Le conseguenze: la stablecoin USDC
Partiamo da questo secondo capitolo. La stablecoin USD Coin (USDC) ha infatti perso il suo ancoraggio al dollaro dopo il crack di Silicon Valley Bank. È accaduto dopo che Circle, la società che sta dietro la valuta digitale, ha rivelato che una parte delle riserve che garantiscono l’ancoraggio della valuta al dollaro erano proprio nei forzieri delal Silicon Valley Bank. Secondo quanto dichiarato, dei 40 miliardi di dollari di riserve, 3,3 miliardi erano nella banca fallita. Così, alla notizia, la valuta ha rotto la sua parità col dollaro di uno a uno ed è scesa a 0,88 dollari, secondo CoinGecko. Poi ha un po’ recuperato terreno, a 0,90. Circle ha comunque dichiarato che la sua attività continuerà ad andare avanti normalmente.
Le conseguenze: l’ecosistema di start up
Altro capitolo è quello delle startup, che la banca finanziava. I fondatori di queste società innovative della Silicon Valley - scrive l’Ansa - si chiedono se saranno in grado di continuare a pagare i loro dipendenti dopo il fallimento della Silicon Valley Bank. Il fornitore di servizi di pagamento Rippling ha comunicato ai clienti venerdì che alcune elaborazioni si sono bloccate perché Svb contribuiva a gestire i pagamenti. La società, anch’essa una startup, si è rivolta a JPMorgan Chase, ma non abbastanza in fretta: «Le buste paga erano in volo in Svb e non sono ancora state pagate. L’azienda sta ancora cercando di capire cosa significherà il crollo della banca venerdì», ha scritto Parker Conrad, amministratore delegato di Rippling, in un post su Twitter.
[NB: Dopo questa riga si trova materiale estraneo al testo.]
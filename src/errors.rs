//! Centralized error taxonomy for the bot.
//!
//! Every variant that can reach a user maps to exactly one user-visible
//! message via [`BotError::user_message`]; nothing propagates past a single
//! interaction.

use thiserror::Error;

use crate::utils::format_size;

#[derive(Debug, Error)]
pub enum BotError {
    /// Malformed or unsupported URL
    #[error("invalid or unsupported URL")]
    InvalidUrl,
    /// Callback refers to a session that no longer exists or has already advanced
    #[error("session expired or already consumed")]
    StaleSession,
    /// Collection exceeds the configured item limit
    #[error("collection has {count} items, limit is {max}")]
    OversizeCollection { count: usize, max: usize },
    /// yt-dlp metadata extraction failed
    #[error("extraction failed: {0}")]
    ExtractionFailed(String),
    /// yt-dlp download failed
    #[error("download failed: {0}")]
    DownloadFailed(String),
    /// Downloaded file exceeds the delivery size limit
    #[error("file too large for delivery: {size} bytes")]
    FileTooLarge { size: u64 },
    /// Telegram API error, delivery included
    #[error("telegram request failed: {0}")]
    Telegram(#[from] teloxide::RequestError),
    /// Filesystem errors
    #[error("filesystem error: {0}")]
    Io(#[from] std::io::Error),
    /// Database errors
    #[error("database error: {0}")]
    Database(#[from] sqlx::Error),
    /// Database migration errors
    #[error("migration failed: {0}")]
    Migrate(#[from] sqlx::migrate::MigrateError),
    /// Data parsing errors
    #[error("parse error: {0}")]
    Parse(String),
}

impl From<serde_json::Error> for BotError {
    fn from(err: serde_json::Error) -> Self {
        BotError::Parse(format!("JSON parsing error: {}", err))
    }
}

impl From<strum::ParseError> for BotError {
    fn from(err: strum::ParseError) -> Self {
        BotError::Parse(format!("enum parsing error: {}", err))
    }
}

impl BotError {
    pub fn extraction(msg: impl Into<String>) -> Self {
        Self::ExtractionFailed(msg.into())
    }

    pub fn download(msg: impl Into<String>) -> Self {
        Self::DownloadFailed(msg.into())
    }

    /// The single message shown to the user for this failure.
    pub fn user_message(&self) -> String {
        match self {
            BotError::InvalidUrl => {
                "❌ That doesn't look like a valid YouTube link.".to_string()
            }
            BotError::StaleSession => {
                "❌ This session has expired. Send the link again.".to_string()
            }
            BotError::OversizeCollection { count, max } => {
                format!("❌ This playlist has {} items, the limit is {}.", count, max)
            }
            BotError::ExtractionFailed(_) => {
                "❌ Couldn't fetch information for this link. Try another one.".to_string()
            }
            BotError::DownloadFailed(_) => {
                "❌ Download failed. Try again or pick another link.".to_string()
            }
            BotError::FileTooLarge { size } => {
                format!("❌ The file is too large to send ({}).", format_size(*size))
            }
            BotError::Telegram(_) => "❌ Failed to deliver the file.".to_string(),
            _ => "❌ Something went wrong. Try again.".to_string(),
        }
    }
}

pub type BotResult<T> = Result<T, BotError>;

pub type HandlerResult = BotResult<()>;
use std::sync::Arc;

use teloxide::prelude::*;

use crate::config::Config;
use crate::db::HistoryDb;
use crate::downloader::Downloader;
use crate::errors::{BotError, HandlerResult};
use crate::flow::{self, SelectionEvent, Stage};
use crate::handlers::{answer_stale, dispatch_effect, message_coords, split_payload};
use crate::session::SessionStore;
use crate::worker::ActiveDownloads;

/// Quality chosen. Callback data: `q:height:token`.
pub async fn quality_received(
    bot: Bot,
    query: CallbackQuery,
    sessions: Arc<SessionStore>,
    downloader: Arc<Downloader>,
    active: Arc<ActiveDownloads>,
    history: HistoryDb,
    config: Arc<Config>,
) -> HandlerResult {
    let data = query
        .data
        .as_deref()
        .ok_or_else(|| BotError::Parse("callback without data".into()))?;
    let (height, token) = split_payload(data, "q:")
        .ok_or_else(|| BotError::Parse(format!("bad quality callback: {}", data)))?;
    let (chat, _) = message_coords(&query)
        .ok_or_else(|| BotError::Parse("callback without message".into()))?;

    let height = height
        .parse::<u32>()
        .map_err(|_| BotError::Parse(format!("bad quality height: {}", height)))?;

    // The chosen download type decides whether quality was the last prompt;
    // the stage check in the swap below keeps this read consistent.
    let Some(current) = sessions.get(chat).await else {
        return answer_stale(&bot, &query).await;
    };

    let (next_stage, effect) = match flow::advance(
        Stage::ChoosingQuality,
        current.download_type,
        &SelectionEvent::QualityChosen(height),
    ) {
        Ok(outcome) => outcome,
        Err(BotError::StaleSession) => return answer_stale(&bot, &query).await,
        Err(e) => return Err(e),
    };

    let session = match sessions
        .advance(chat, token, Stage::ChoosingQuality, |s| {
            s.quality = Some(height);
            s.stage = next_stage;
        })
        .await
    {
        Ok(session) => session,
        Err(BotError::StaleSession) => return answer_stale(&bot, &query).await,
        Err(e) => return Err(e),
    };

    bot.answer_callback_query(&query.id).await?;
    dispatch_effect(
        &bot, chat, &session, effect, &sessions, &downloader, &active, &history, &config,
    )
    .await
}
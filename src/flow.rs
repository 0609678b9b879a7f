//! The selection flow state machine.
//!
//! A session walks forward through `ChoosingType -> ChoosingQuality ->
//! ChoosingSubtitleLang -> ChoosingSubtitleFormat -> Downloading`, skipping
//! the stages the chosen download type doesn't need. [`advance`] is a pure
//! function of the current stage and the incoming event; it never touches
//! the store, so the whole transition table is unit-testable without a bot.

use strum::{Display, EnumIter, EnumString};

use crate::errors::{BotError, BotResult};
use crate::extractor::MediaInfo;

/// Discrete point in the selection flow. `AwaitingURL` is implicit: a user
/// without a session is awaiting a URL.
#[derive(Debug, Clone, Copy, PartialEq, Eq)]
pub enum Stage {
    ChoosingType,
    ChoosingQuality,
    ChoosingSubtitleLang,
    ChoosingSubtitleFormat,
    Downloading,
}

#[derive(EnumIter, Display, EnumString, Debug, Clone, Copy, PartialEq, Eq)]
pub enum DownloadType {
    #[strum(to_string = "🎬 Media")]
    MediaOnly,
    #[strum(to_string = "📝 Subtitles")]
    SubtitleOnly,
    #[strum(to_string = "🎬📝 Both")]
    Both,
}

impl DownloadType {
    pub fn wants_media(self) -> bool {
        matches!(self, DownloadType::MediaOnly | DownloadType::Both)
    }

    pub fn wants_subtitles(self) -> bool {
        matches!(self, DownloadType::SubtitleOnly | DownloadType::Both)
    }
}

#[derive(EnumIter, Display, EnumString, Debug, Clone, Copy, PartialEq, Eq)]
#[strum(serialize_all = "lowercase")]
pub enum SubtitleFormat {
    Srt,
    Vtt,
    Ass,
}

/// A single user choice arriving from a button press or /cancel.
#[derive(Debug, Clone, PartialEq)]
pub enum SelectionEvent {
    TypeChosen(DownloadType),
    QualityChosen(u32),
    SubtitleLangChosen(String),
    SubtitleFormatChosen(SubtitleFormat),
    Cancel,
}

/// What the controller must do after a successful transition.
#[derive(Debug, Clone, Copy, PartialEq, Eq)]
pub enum Effect {
    PromptQuality,
    PromptSubtitleLang,
    PromptSubtitleFormat,
    BeginDownload,
    /// Session destroyed by explicit cancel
    Cancelled,
}

/// Gate for the `AwaitingURL -> ChoosingType` transition: a collection over
/// the configured limit never gets a session.
pub fn admit_media(media: &MediaInfo, max_items: usize) -> BotResult<()> {
    match media {
        MediaInfo::Item(_) => Ok(()),
        MediaInfo::Collection(c) if c.entries.len() <= max_items => Ok(()),
        MediaInfo::Collection(c) => Err(BotError::OversizeCollection {
            count: c.entries.len(),
            max: max_items,
        }),
    }
}

/// Compute the next stage and effect for an event, or `StaleSession` if the
/// event is not legal for the current stage. The stage only moves forward;
/// cancel is the one event accepted everywhere.
pub fn advance(
    stage: Stage,
    download_type: Option<DownloadType>,
    event: &SelectionEvent,
) -> BotResult<(Stage, Effect)> {
    use SelectionEvent::*;

    match (stage, event) {
        (_, Cancel) => Ok((stage, Effect::Cancelled)),
        (Stage::ChoosingType, TypeChosen(t)) => {
            if t.wants_media() {
                Ok((Stage::ChoosingQuality, Effect::PromptQuality))
            } else {
                Ok((Stage::ChoosingSubtitleLang, Effect::PromptSubtitleLang))
            }
        }
        (Stage::ChoosingQuality, QualityChosen(_)) => {
            if download_type == Some(DownloadType::Both) {
                Ok((Stage::ChoosingSubtitleLang, Effect::PromptSubtitleLang))
            } else {
                Ok((Stage::Downloading, Effect::BeginDownload))
            }
        }
        (Stage::ChoosingSubtitleLang, SubtitleLangChosen(_)) => {
            Ok((Stage::ChoosingSubtitleFormat, Effect::PromptSubtitleFormat))
        }
        (Stage::ChoosingSubtitleFormat, SubtitleFormatChosen(_)) => {
            Ok((Stage::Downloading, Effect::BeginDownload))
        }
        _ => Err(BotError::StaleSession),
    }
}

#[cfg(test)]
mod tests {
    use super::*;
    use crate::extractor::{CollectionEntry, CollectionMetadata, ItemMetadata, MediaInfo};
    use std::collections::BTreeMap;

    fn item() -> MediaInfo {
        MediaInfo::Item(ItemMetadata {
            id: "abc".into(),
            title: "A Video".into(),
            uploader: "someone".into(),
            duration_secs: 120,
            view_count: None,
            qualities: vec![],
            subtitles: BTreeMap::new(),
        })
    }

    fn collection(n: usize) -> MediaInfo {
        MediaInfo::Collection(CollectionMetadata {
            id: "pl".into(),
            title: "A Playlist".into(),
            uploader: "someone".into(),
            entries: (0..n)
                .map(|i| CollectionEntry {
                    id: format!("v{}", i),
                    title: format!("Video {}", i),
                    duration_secs: None,
                })
                .collect(),
        })
    }

    #[test]
    fn items_and_small_collections_are_admitted() {
        assert!(admit_media(&item(), 50).is_ok());
        assert!(admit_media(&collection(50), 50).is_ok());
    }

    #[test]
    fn oversize_collection_is_rejected() {
        let err = admit_media(&collection(80), 50).unwrap_err();
        assert!(matches!(
            err,
            BotError::OversizeCollection { count: 80, max: 50 }
        ));
    }

    #[test]
    fn media_only_skips_subtitle_stages() {
        let (stage, effect) = advance(
            Stage::ChoosingType,
            None,
            &SelectionEvent::TypeChosen(DownloadType::MediaOnly),
        )
        .unwrap();
        assert_eq!(stage, Stage::ChoosingQuality);
        assert_eq!(effect, Effect::PromptQuality);

        let (stage, effect) = advance(
            stage,
            Some(DownloadType::MediaOnly),
            &SelectionEvent::QualityChosen(720),
        )
        .unwrap();
        assert_eq!(stage, Stage::Downloading);
        assert_eq!(effect, Effect::BeginDownload);
    }

    #[test]
    fn subtitle_only_skips_quality() {
        let (stage, effect) = advance(
            Stage::ChoosingType,
            None,
            &SelectionEvent::TypeChosen(DownloadType::SubtitleOnly),
        )
        .unwrap();
        assert_eq!(stage, Stage::ChoosingSubtitleLang);
        assert_eq!(effect, Effect::PromptSubtitleLang);
    }

    #[test]
    fn both_walks_every_stage() {
        let ty = DownloadType::Both;

        let (stage, _) = advance(Stage::ChoosingType, None, &SelectionEvent::TypeChosen(ty)).unwrap();
        assert_eq!(stage, Stage::ChoosingQuality);

        let (stage, effect) =
            advance(stage, Some(ty), &SelectionEvent::QualityChosen(480)).unwrap();
        assert_eq!(stage, Stage::ChoosingSubtitleLang);
        assert_eq!(effect, Effect::PromptSubtitleLang);

        let (stage, effect) = advance(
            stage,
            Some(ty),
            &SelectionEvent::SubtitleLangChosen("en".into()),
        )
        .unwrap();
        assert_eq!(stage, Stage::ChoosingSubtitleFormat);
        assert_eq!(effect, Effect::PromptSubtitleFormat);

        let (stage, effect) = advance(
            stage,
            Some(ty),
            &SelectionEvent::SubtitleFormatChosen(SubtitleFormat::Srt),
        )
        .unwrap();
        assert_eq!(stage, Stage::Downloading);
        assert_eq!(effect, Effect::BeginDownload);
    }

    #[test]
    fn cancel_is_accepted_at_every_stage() {
        for stage in [
            Stage::ChoosingType,
            Stage::ChoosingQuality,
            Stage::ChoosingSubtitleLang,
            Stage::ChoosingSubtitleFormat,
            Stage::Downloading,
        ] {
            let (_, effect) = advance(stage, None, &SelectionEvent::Cancel).unwrap();
            assert_eq!(effect, Effect::Cancelled);
        }
    }

    #[test]
    fn out_of_order_events_are_stale() {
        // Quality press while still choosing the type
        assert!(matches!(
            advance(Stage::ChoosingType, None, &SelectionEvent::QualityChosen(720)),
            Err(BotError::StaleSession)
        ));
        // Repeated quality press after the stage already advanced
        assert!(matches!(
            advance(
                Stage::Downloading,
                Some(DownloadType::MediaOnly),
                &SelectionEvent::QualityChosen(720)
            ),
            Err(BotError::StaleSession)
        ));
        // Format press before a language was picked
        assert!(matches!(
            advance(
                Stage::ChoosingSubtitleLang,
                Some(DownloadType::SubtitleOnly),
                &SelectionEvent::SubtitleFormatChosen(SubtitleFormat::Vtt)
            ),
            Err(BotError::StaleSession)
        ));
    }

    #[test]
    fn transition_is_deterministic() {
        for _ in 0..3 {
            let a = advance(
                Stage::ChoosingType,
                None,
                &SelectionEvent::TypeChosen(DownloadType::Both),
            )
            .unwrap();
            assert_eq!(a, (Stage::ChoosingQuality, Effect::PromptQuality));
        }
    }
}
Secondo quanto riporta Bloomberg, il fondatore di startup Brad Hargreaves,ha dichiarato che alcune aziende potrebbero non essere in grado di pagare gli stipendi la prossima settimana: «Aspettatevi licenziamenti di massa entro oggi, al massimo lunedì», ha avvertito. Sarika Bajaj, amministratore delegato della startup Refiberd, ha dichiarato di essere stata una cliente della Silicon Valley Bank per tre anni e di aver depositato là la maggior parte dei fondi dell’azienda. Bajaj, che si trovava alla filiale di Sand Hill Road della SVB in California venerdì scorso, ha cercato di effettuare dei prelievi: «Sono sicura che qui ci sono molte persone con molti e molti dipendenti», ha detto. «Non è solo la nostra realtà so che sarà la realtà di molte persone». Più della metà delle aziende tecnologiche «tiene la maggior parte della liquidità presso la SVB», ha dichiarato Greg Martin, socio fondatore della società di investimento Liquid Stock. E «tutte devono pagare gli stipendi all’inizio della prossima settimana», ha aggiunto.